(Supplied data begins)

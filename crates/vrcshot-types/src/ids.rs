use serde::{Deserialize, Serialize};
use std::fmt;
use uuid::Uuid;

// NOTE: Identifier Design Rationale
//
// VRChat log lines interleave three string-shaped identifiers (world, instance,
// player) plus free-form display names. Passing them around as bare strings is
// how a world id ends up in a player column, so each one is a newtype that can
// only be constructed through a validating parse (or an explicit `from_store`
// for values we validated before persisting them).

/// World identifier, `wrld_` followed by a UUID
#[derive(Debug, Clone, PartialEq, Eq, Hash, Serialize, Deserialize)]
#[serde(transparent)]
pub struct WorldId(String);

impl WorldId {
    pub const PREFIX: &'static str = "wrld_";

    /// Parse and validate a raw token. Returns `None` for anything that is not
    /// `wrld_<uuid>`; callers treat that as an unrecognized line, not an error.
    pub fn parse(raw: &str) -> Option<Self> {
        let rest = raw.strip_prefix(Self::PREFIX)?;
        Uuid::parse_str(rest).ok()?;
        Some(Self(raw.to_string()))
    }

    /// Rehydrate a value previously validated and persisted by this crate.
    pub fn from_store(raw: String) -> Self {
        Self(raw)
    }

    pub fn as_str(&self) -> &str {
        &self.0
    }
}

impl fmt::Display for WorldId {
    fn fmt(&self, f: &mut fmt::Formatter<'_>) -> fmt::Result {
        write!(f, "{}", self.0)
    }
}

impl AsRef<str> for WorldId {
    fn as_ref(&self) -> &str {
        &self.0
    }
}

/// Player identifier, `usr_` followed by a UUID
#[derive(Debug, Clone, PartialEq, Eq, Hash, Serialize, Deserialize)]
#[serde(transparent)]
pub struct PlayerId(String);

impl PlayerId {
    pub const PREFIX: &'static str = "usr_";

    pub fn parse(raw: &str) -> Option<Self> {
        let rest = raw.strip_prefix(Self::PREFIX)?;
        Uuid::parse_str(rest).ok()?;
        Some(Self(raw.to_string()))
    }

    pub fn from_store(raw: String) -> Self {
        Self(raw)
    }

    pub fn as_str(&self) -> &str {
        &self.0
    }
}

impl fmt::Display for PlayerId {
    fn fmt(&self, f: &mut fmt::Formatter<'_>) -> fmt::Result {
        write!(f, "{}", self.0)
    }
}

impl AsRef<str> for PlayerId {
    fn as_ref(&self) -> &str {
        &self.0
    }
}

/// Instance token as it appears after the world id in a join line.
///
/// The token is opaque to us: a numeric or alphanumeric instance name,
/// optionally followed by `~`-separated qualifiers such as `~region(jp)` or
/// access tags. We keep it verbatim; two joins that differ only in a
/// qualifier are distinct instances as far as the log is concerned.
#[derive(Debug, Clone, PartialEq, Eq, Hash, Serialize, Deserialize)]
#[serde(transparent)]
pub struct InstanceId(String);

impl InstanceId {
    pub fn parse(raw: &str) -> Option<Self> {
        if raw.is_empty() || raw.contains(char::is_whitespace) {
            return None;
        }
        let head = raw.split('~').next().unwrap_or("");
        if head.is_empty() || !head.chars().all(|c| c.is_ascii_alphanumeric() || c == '-') {
            return None;
        }
        Some(Self(raw.to_string()))
    }

    pub fn from_store(raw: String) -> Self {
        Self(raw)
    }

    pub fn as_str(&self) -> &str {
        &self.0
    }
}

impl fmt::Display for InstanceId {
    fn fmt(&self, f: &mut fmt::Formatter<'_>) -> fmt::Result {
        write!(f, "{}", self.0)
    }
}

impl AsRef<str> for InstanceId {
    fn as_ref(&self) -> &str {
        &self.0
    }
}

/// Player display name as logged. Non-empty after trimming.
#[derive(Debug, Clone, PartialEq, Eq, Hash, Serialize, Deserialize)]
#[serde(transparent)]
pub struct PlayerName(String);

impl PlayerName {
    pub fn parse(raw: &str) -> Option<Self> {
        let trimmed = raw.trim();
        if trimmed.is_empty() {
            return None;
        }
        Some(Self(trimmed.to_string()))
    }

    pub fn from_store(raw: String) -> Self {
        Self(raw)
    }

    pub fn as_str(&self) -> &str {
        &self.0
    }
}

impl fmt::Display for PlayerName {
    fn fmt(&self, f: &mut fmt::Formatter<'_>) -> fmt::Result {
        write!(f, "{}", self.0)
    }
}

impl AsRef<str> for PlayerName {
    fn as_ref(&self) -> &str {
        &self.0
    }
}

#[cfg(test)]
mod tests {
    use super::*;

    #[test]
    fn test_world_id_accepts_canonical_form() {
        let id = WorldId::parse("wrld_4432ea9b-729c-46e3-8eaf-846aa0a37fdd").unwrap();
        assert_eq!(id.as_str(), "wrld_4432ea9b-729c-46e3-8eaf-846aa0a37fdd");
    }

    #[test]
    fn test_world_id_rejects_bad_input() {
        assert!(WorldId::parse("wrld_not-a-uuid").is_none());
        assert!(WorldId::parse("usr_4432ea9b-729c-46e3-8eaf-846aa0a37fdd").is_none());
        assert!(WorldId::parse("").is_none());
    }

    #[test]
    fn test_player_id_round_trip() {
        let id = PlayerId::parse("usr_8a12bc34-0000-4e3f-9fcd-111122223333").unwrap();
        assert_eq!(id.to_string(), "usr_8a12bc34-0000-4e3f-9fcd-111122223333");
    }

    #[test]
    fn test_instance_id_keeps_qualifiers() {
        let id = InstanceId::parse("12345~region(jp)").unwrap();
        assert_eq!(id.as_str(), "12345~region(jp)");
        assert!(InstanceId::parse("").is_none());
        assert!(InstanceId::parse("has space").is_none());
        assert!(InstanceId::parse("~region(jp)").is_none());
    }

    #[test]
    fn test_player_name_trims() {
        let name = PlayerName::parse("  Alice  ").unwrap();
        assert_eq!(name.as_str(), "Alice");
        assert!(PlayerName::parse("   ").is_none());
    }
}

(Supplied data ends)

Problem to work on: What is the number of lines in the entries above that contain the string "Alice"? Reply with the number and nothing more.

Exercise solution: 2